The Model: LayoutLMv2/LayoutXLM
In 2020, one year after the release of the original LayoutLM paper, a paper describing LayoutLMv2 was published. The two models have similar architectures, both using three types of embeddings: text, layout and visual embeddings. Depending on the model version, the embeddings come in different flavours, but generally, these are their descriptions:
text embedding: fixed-length vectorized representation of tokenized text,
layout embedding: axis-aligned bounding boxes of each token and
visual embedding: page region image encoded into a fixed-length sequence by a CNN-based visual encoder. The regions correspond to token bounding boxes from the layout embeddings.
For each token, the three embeddings are concatenated to a single vector and forwarded to the following layer.

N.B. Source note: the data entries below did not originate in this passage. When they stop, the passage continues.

//! M3U8 playlist parsing utilities

use url::Url;

/// Extract segment URLs from raw playlist content.
///
/// Blank lines and `#`-prefixed comment/tag lines are skipped; every other
/// line is resolved to an absolute URL against `manifest_url` (lines that are
/// already absolute are used as-is). Order follows the manifest; duplicate
/// lines are kept.
pub fn parse_segment_urls(
    content: &str,
    manifest_url: &str,
) -> Result<Vec<String>, url::ParseError> {
    let base = Url::parse(manifest_url)?;
    let mut segments = Vec::new();

    for line in content.lines() {
        let line = line.trim();
        if line.is_empty() || line.starts_with('#') {
            continue;
        }

        let resolved = if line.starts_with("http://") || line.starts_with("https://") {
            line.to_string()
        } else {
            base.join(line)?.to_string()
        };
        segments.push(resolved);
    }

    Ok(segments)
}
//! Complete-asset URL classification
//!
//! Decides whether a candidate URL denotes a directly downloadable video
//! asset (progressive MP4 or a top-level HLS playlist) rather than a
//! transport-level fragment. Pure string matching, no I/O.

/// Substrings that mark a URL as a transport fragment: byte-range requests,
/// segment/chunk/part naming, MP4 `moof` boxes, transport-stream sequencing,
/// per-track naming, and DASH conventions.
const FRAGMENT_MARKERS: [&str; 13] = [
    "range=", "segment", "frag", "chunk", "part", "moof", "ts-", "sequence", "track", "/range/",
    "/seg-", "-seg", "dash",
];

/// Returns true when `url` points at a complete video asset.
///
/// Rejection markers take precedence: a URL containing both a fragment
/// marker and an `.mp4` suffix is rejected.
pub fn is_complete_asset(url: &str) -> bool {
    if FRAGMENT_MARKERS.iter().any(|marker| url.contains(marker)) {
        return false;
    }

    url.ends_with(".mp4")
        || url.contains("video/mp4")
        || url.contains("/mp4/")
        || url.ends_with(".m3u8")
}

#[cfg(test)]
mod tests {
    use super::*;

    #[test]
    fn accepts_plain_mp4() {
        assert!(is_complete_asset("https://x/video.mp4"));
        assert!(is_complete_asset("https://cdn.example.com/media/movie.mp4"));
    }

    #[test]
    fn accepts_hls_playlist() {
        assert!(is_complete_asset("https://x/playlist.m3u8"));
        assert!(is_complete_asset("https://host/path/master.m3u8"));
    }

    #[test]
    fn accepts_mp4_path_markers() {
        assert!(is_complete_asset("https://host/mp4/clip"));
        assert!(is_complete_asset("https://host/stream?type=video/mp4"));
    }

    #[test]
    fn rejects_fragment_markers_over_extension() {
        // Rejection takes precedence even with an .mp4 suffix
        assert!(!is_complete_asset("https://x/seg-003.mp4"));
        assert!(!is_complete_asset("https://host/video.mp4?range=0-1024"));
        assert!(!is_complete_asset("https://host/chunk_12.mp4"));
        assert!(!is_complete_asset("https://host/dash/init.mp4"));
        assert!(!is_complete_asset("https://host/track1/fragment.mp4"));
    }

    #[test]
    fn rejects_transport_segments() {
        assert!(!is_complete_asset("https://host/media/ts-000123"));
        assert!(!is_complete_asset("https://host/live/sequence/42"));
        assert!(!is_complete_asset("https://host/v/part-7.mp4"));
    }

    #[test]
    fn rejects_unrelated_urls() {
        assert!(!is_complete_asset("https://host/index.html"));
        assert!(!is_complete_asset("https://host/app.js"));
        assert!(!is_complete_asset("https://host/poster.jpg"));
    }
}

The major difference between the two models is that LayoutLMv2 had pre-training objectives which used all embedding types, while LayoutLM didn't use visual embeddings until fine-tuning. This helped LayoutLMv2 to better learn cross-modality interactions between visual and textual information, leading to an increase in performance.
The original LayoutLMv2 was pre-trained on English documents and thus could not be used on the provided dataset of documents in German. Luckily, LayoutXLM, a multilingual version of the LayoutLMv2 exists. This model has the same architecture and pre-training objectives but is pre-trained on multilingual documents.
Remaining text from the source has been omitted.